──────── Extracted records

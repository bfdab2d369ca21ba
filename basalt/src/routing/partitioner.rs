//! Partitioners map a partition key's bytes to a 64-bit token on the ring.
//!
//! Three partitioners are supported:
//! - `Murmur3Partitioner` - the default; the Cassandra-compatible variant of
//!   128-bit Murmur3 (signed-byte tail handling), low 64 bits of the hash.
//! - `RandomPartitioner` - MD5 based; the low 64 bits of the digest.
//! - `OrderedByteArrayPartitioner` - order preserving; the first eight bytes
//!   of the key, big-endian.

use bytes::Buf;
use md5::{Digest, Md5};
use std::num::Wrapping;

use crate::routing::Token;
use basalt_cql::frame::value::SerializedValues;
use thiserror::Error;

#[derive(Clone, PartialEq, Eq, Debug, Default)]
#[non_exhaustive]
pub enum PartitionerName {
    #[default]
    Murmur3,
    Random,
    OrderedByteArray,
}

impl PartitionerName {
    /// Recognizes the partitioner from the class name in `system.local`.
    pub(crate) fn from_class_name(name: &str) -> Option<Self> {
        if name.ends_with("Murmur3Partitioner") {
            Some(PartitionerName::Murmur3)
        } else if name.ends_with("RandomPartitioner") {
            Some(PartitionerName::Random)
        } else if name.ends_with("ByteOrderedPartitioner")
            || name.ends_with("OrderedByteArrayPartitioner")
        {
            Some(PartitionerName::OrderedByteArray)
        } else {
            None
        }
    }
}

impl Partitioner for PartitionerName {
    type Hasher = PartitionerHasherAny;

    fn build_hasher(&self) -> Self::Hasher {
        match self {
            PartitionerName::Murmur3 => {
                PartitionerHasherAny::Murmur3(Murmur3Partitioner.build_hasher())
            }
            PartitionerName::Random => {
                PartitionerHasherAny::Random(RandomPartitioner.build_hasher())
            }
            PartitionerName::OrderedByteArray => {
                PartitionerHasherAny::OrderedByteArray(OrderedByteArrayPartitioner.build_hasher())
            }
        }
    }
}

pub enum PartitionerHasherAny {
    Murmur3(Murmur3PartitionerHasher),
    Random(RandomPartitionerHasher),
    OrderedByteArray(OrderedByteArrayPartitionerHasher),
}

impl PartitionerHasher for PartitionerHasherAny {
    fn write(&mut self, pk_part: &[u8]) {
        match self {
            PartitionerHasherAny::Murmur3(h) => h.write(pk_part),
            PartitionerHasherAny::Random(h) => h.write(pk_part),
            PartitionerHasherAny::OrderedByteArray(h) => h.write(pk_part),
        }
    }

    fn finish(&self) -> Token {
        match self {
            PartitionerHasherAny::Murmur3(h) => h.finish(),
            PartitionerHasherAny::Random(h) => h.finish(),
            PartitionerHasherAny::OrderedByteArray(h) => h.finish(),
        }
    }
}

/// A factory of [PartitionerHasher]s; the design mirrors std's
/// `BuildHasher` / `Hasher` split so multi-part partition keys can be fed
/// incrementally.
pub trait Partitioner {
    type Hasher: PartitionerHasher;

    fn build_hasher(&self) -> Self::Hasher;

    fn hash_one(&self, data: &[u8]) -> Token {
        let mut hasher = self.build_hasher();
        hasher.write(data);
        hasher.finish()
    }
}

/// A stateful hasher of a stream of partition-key bytes. `finish` may be
/// called at any point and computes the token over everything fed so far.
pub trait PartitionerHasher {
    fn write(&mut self, pk_part: &[u8]);
    fn finish(&self) -> Token;
}

pub struct Murmur3Partitioner;

impl Partitioner for Murmur3Partitioner {
    type Hasher = Murmur3PartitionerHasher;

    fn build_hasher(&self) -> Self::Hasher {
        Self::Hasher {
            total_len: 0,
            buf: Default::default(),
            h1: Wrapping(0),
            h2: Wrapping(0),
        }
    }
}

pub struct Murmur3PartitionerHasher {
    total_len: usize,
    buf: [u8; Self::BUF_CAPACITY],
    h1: Wrapping<i64>,
    h2: Wrapping<i64>,
}

impl Murmur3PartitionerHasher {
    const BUF_CAPACITY: usize = 16;

    const C1: Wrapping<i64> = Wrapping(0x87c3_7b91_1142_53d5_u64 as i64);
    const C2: Wrapping<i64> = Wrapping(0x4cf5_ad43_2745_937f_u64 as i64);

    fn hash_16_bytes(&mut self, mut k1: Wrapping<i64>, mut k2: Wrapping<i64>) {
        k1 *= Self::C1;
        k1 = Self::rotl64(k1, 31);
        k1 *= Self::C2;
        self.h1 ^= k1;

        self.h1 = Self::rotl64(self.h1, 27);
        self.h1 += self.h2;
        self.h1 = self.h1 * Wrapping(5) + Wrapping(0x52dce729);

        k2 *= Self::C2;
        k2 = Self::rotl64(k2, 33);
        k2 *= Self::C1;
        self.h2 ^= k2;

        self.h2 = Self::rotl64(self.h2, 31);
        self.h2 += self.h1;
        self.h2 = self.h2 * Wrapping(5) + Wrapping(0x38495ab5);
    }

    fn fetch_16_bytes_from_buf(buf: &mut &[u8]) -> (Wrapping<i64>, Wrapping<i64>) {
        let k1 = Wrapping(buf.get_i64_le());
        let k2 = Wrapping(buf.get_i64_le());
        (k1, k2)
    }

    #[inline]
    fn rotl64(v: Wrapping<i64>, n: u32) -> Wrapping<i64> {
        Wrapping((v.0 << n) | (v.0 as u64 >> (64 - n)) as i64)
    }

    #[inline]
    fn fmix(mut k: Wrapping<i64>) -> Wrapping<i64> {
        k ^= Wrapping((k.0 as u64 >> 33) as i64);
        k *= Wrapping(0xff51afd7ed558ccd_u64 as i64);
        k ^= Wrapping((k.0 as u64 >> 33) as i64);
        k *= Wrapping(0xc4ceb9fe1a85ec53_u64 as i64);
        k ^= Wrapping((k.0 as u64 >> 33) as i64);

        k
    }
}

// The hasher consumes full 16-byte blocks as they become available and
// keeps at most 15 leftover bytes buffered; the tail rounds and final mix
// happen in `finish`, which does not mutate state.
impl PartitionerHasher for Murmur3PartitionerHasher {
    fn write(&mut self, mut pk_part: &[u8]) {
        let mut buf_len = self.total_len % Self::BUF_CAPACITY;
        self.total_len += pk_part.len();

        // If the buffer is nonempty and can be filled completely, fill it
        // and hash its contents.
        if buf_len > 0 && Self::BUF_CAPACITY - buf_len <= pk_part.len() {
            let to_write = Ord::min(Self::BUF_CAPACITY - buf_len, pk_part.len());
            self.buf[buf_len..buf_len + to_write].copy_from_slice(&pk_part[..to_write]);
            pk_part.advance(to_write);
            buf_len += to_write;

            debug_assert_eq!(buf_len, Self::BUF_CAPACITY);
            let mut buf_ptr = &self.buf[..];
            let (k1, k2) = Self::fetch_16_bytes_from_buf(&mut buf_ptr);
            debug_assert!(buf_ptr.is_empty());
            self.hash_16_bytes(k1, k2);
            buf_len = 0;
        }

        if buf_len == 0 {
            // Fast path: hash directly from the input.
            while pk_part.len() >= Self::BUF_CAPACITY {
                let (k1, k2) = Self::fetch_16_bytes_from_buf(&mut pk_part);
                self.hash_16_bytes(k1, k2);
            }
        }

        // Move remaining bytes to the buffer.
        debug_assert!(pk_part.len() < Self::BUF_CAPACITY - buf_len);
        let to_write = pk_part.len();
        self.buf[buf_len..buf_len + to_write].copy_from_slice(&pk_part[..to_write]);
        pk_part.advance(to_write);
        buf_len += to_write;
        debug_assert!(pk_part.is_empty());
        debug_assert!(buf_len < Self::BUF_CAPACITY);
    }

    fn finish(&self) -> Token {
        let mut h1 = self.h1;
        let mut h2 = self.h2;

        let mut k1 = Wrapping(0_i64);
        let mut k2 = Wrapping(0_i64);

        let buf_len = self.total_len % Self::BUF_CAPACITY;

        if buf_len > 8 {
            for i in (8..buf_len).rev() {
                k2 ^= Wrapping(self.buf[i] as i8 as i64) << ((i - 8) * 8);
            }

            k2 *= Self::C2;
            k2 = Self::rotl64(k2, 33);
            k2 *= Self::C1;
            h2 ^= k2;
        }

        if buf_len > 0 {
            for i in (0..std::cmp::min(8, buf_len)).rev() {
                k1 ^= Wrapping(self.buf[i] as i8 as i64) << (i * 8);
            }

            k1 *= Self::C1;
            k1 = Self::rotl64(k1, 31);
            k1 *= Self::C2;
            h1 ^= k1;
        }

        h1 ^= Wrapping(self.total_len as i64);
        h2 ^= Wrapping(self.total_len as i64);

        h1 += h2;
        h2 += h1;

        h1 = Self::fmix(h1);
        h2 = Self::fmix(h2);

        h1 += h2;
        h2 += h1;

        Token::new((((h2.0 as i128) << 64) | h1.0 as i128) as i64)
    }
}

pub struct RandomPartitioner;

pub struct RandomPartitionerHasher {
    digest: Md5,
}

impl Partitioner for RandomPartitioner {
    type Hasher = RandomPartitionerHasher;

    fn build_hasher(&self) -> Self::Hasher {
        Self::Hasher { digest: Md5::new() }
    }
}

impl PartitionerHasher for RandomPartitionerHasher {
    fn write(&mut self, pk_part: &[u8]) {
        self.digest.update(pk_part);
    }

    fn finish(&self) -> Token {
        let out = self.digest.clone().finalize();
        let mut low = &out[8..16];
        Token::new(low.get_i64())
    }
}

pub struct OrderedByteArrayPartitioner;

pub struct OrderedByteArrayPartitionerHasher {
    len: usize,
    buf: [u8; 8],
}

impl Partitioner for OrderedByteArrayPartitioner {
    type Hasher = OrderedByteArrayPartitionerHasher;

    fn build_hasher(&self) -> Self::Hasher {
        Self::Hasher {
            len: 0,
            buf: [0; 8],
        }
    }
}

// Order preserving: the token is the first 8 bytes of the key interpreted
// as a big-endian integer, zero padded on the right for shorter keys.
impl PartitionerHasher for OrderedByteArrayPartitionerHasher {
    fn write(&mut self, pk_part: &[u8]) {
        if self.len < 8 {
            let to_copy = Ord::min(8 - self.len, pk_part.len());
            self.buf[self.len..self.len + to_copy].copy_from_slice(&pk_part[..to_copy]);
            self.len += to_copy;
        }
    }

    fn finish(&self) -> Token {
        Token::new(i64::from_be_bytes(self.buf))
    }
}

#[derive(Debug, Error, Clone, Copy, PartialEq, Eq)]
pub enum TokenCalculationError {
    #[error("Value of length {0} is too long to be a partition key component")]
    ValueTooLong(usize),
}

/// Calculates the token of a serialized partition key.
///
/// A single-column key is hashed as its raw bytes; a multi-column key is
/// hashed in the composite form: for each component,
/// `[u16 length][bytes][0x00]`.
pub fn calculate_token_for_partition_key(
    serialized_partition_key_values: &SerializedValues,
    partitioner: &PartitionerName,
) -> Result<Token, TokenCalculationError> {
    let mut partitioner_hasher = partitioner.build_hasher();

    if serialized_partition_key_values.element_count() == 1 {
        let val = serialized_partition_key_values.iter().next().unwrap();
        if let Some(val) = val.as_value() {
            partitioner_hasher.write(val);
        }
    } else {
        for val in serialized_partition_key_values
            .iter()
            .filter_map(|rv| rv.as_value())
        {
            let val_len_u16: u16 = val
                .len()
                .try_into()
                .map_err(|_| TokenCalculationError::ValueTooLong(val.len()))?;
            partitioner_hasher.write(&val_len_u16.to_be_bytes());
            partitioner_hasher.write(val);
            partitioner_hasher.write(&[0u8]);
        }
    }

    Ok(partitioner_hasher.finish())
}

#[cfg(test)]
mod tests {
    use super::*;

    fn assert_correct_murmur3_hash(pk: &'static str, expected_hash: i64) {
        let hash = Murmur3Partitioner.hash_one(pk.as_bytes()).value();
        assert_eq!(hash, expected_hash);
    }

    #[test]
    fn murmur3_partitioner_vectors() {
        for s in [
            ("test", -6017608668500074083),
            ("xd", 4507812186440344727),
            ("primary_key", -1632642444691073360),
            ("foo", 0xe271865701f54561_u64 as i64),
            ("kremówki", 4354931215268080151),
        ] {
            assert_correct_murmur3_hash(s.0, s.1);
        }
    }

    #[test]
    fn partitioners_are_chunking_invariant() {
        let inputs: &[&[u8]] = &[
            b"",
            b"0",
            b"short",
            b"exactly-16-bytes",
            b"a longer input that spans multiple 16 byte blocks of the hasher",
        ];

        fn check_for_partitioner<P: Partitioner>(partitioner: P, input: &[u8]) {
            let expected = partitioner.hash_one(input);

            // Feed the same input in every possible two-way split.
            for split in 0..=input.len() {
                let mut hasher = partitioner.build_hasher();
                let (a, b) = input.split_at(split);
                hasher.write(a);
                hasher.write(b);
                assert_eq!(hasher.finish(), expected);
            }

            // And byte by byte.
            let mut hasher = partitioner.build_hasher();
            for byte in input {
                hasher.write(std::slice::from_ref(byte));
            }
            assert_eq!(hasher.finish(), expected);
        }

        for input in inputs {
            check_for_partitioner(Murmur3Partitioner, input);
            check_for_partitioner(RandomPartitioner, input);
            check_for_partitioner(OrderedByteArrayPartitioner, input);
        }
    }

    #[test]
    fn ordered_partitioner_preserves_order() {
        let a = OrderedByteArrayPartitioner.hash_one(b"aaa");
        let b = OrderedByteArrayPartitioner.hash_one(b"bbb");
        let c = OrderedByteArrayPartitioner.hash_one(b"ccc");
        assert!(a < b);
        assert!(b < c);
    }

    #[test]
    fn partitioner_name_recognition() {
        assert_eq!(
            PartitionerName::from_class_name("org.apache.cassandra.dht.Murmur3Partitioner"),
            Some(PartitionerName::Murmur3)
        );
        assert_eq!(
            PartitionerName::from_class_name("org.apache.cassandra.dht.RandomPartitioner"),
            Some(PartitionerName::Random)
        );
        assert_eq!(
            PartitionerName::from_class_name("org.apache.cassandra.dht.ByteOrderedPartitioner"),
            Some(PartitionerName::OrderedByteArray)
        );
        assert_eq!(PartitionerName::from_class_name("SomethingElse"), None);
    }

    #[test]
    fn composite_key_token() {
        let mut values = SerializedValues::new();
        values.add_value(&"foo").unwrap();

        // Single column: hashed as raw bytes.
        let token =
            calculate_token_for_partition_key(&values, &PartitionerName::Murmur3).unwrap();
        assert_eq!(token, Murmur3Partitioner.hash_one(b"foo"));

        // Two columns: composite form with length prefixes and terminators.
        values.add_value(&"bar").unwrap();
        let token =
            calculate_token_for_partition_key(&values, &PartitionerName::Murmur3).unwrap();
        let composite = b"\x00\x03foo\x00\x00\x03bar\x00";
        assert_eq!(token, Murmur3Partitioner.hash_one(composite));
    }
}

────────────────

• Activity: For each line above that contains the word "PartialEq", give the line as it is written.

• Written solution:
#[derive(Clone, PartialEq, Eq, Debug, Default)]
#[derive(Debug, Error, Clone, Copy, PartialEq, Eq)]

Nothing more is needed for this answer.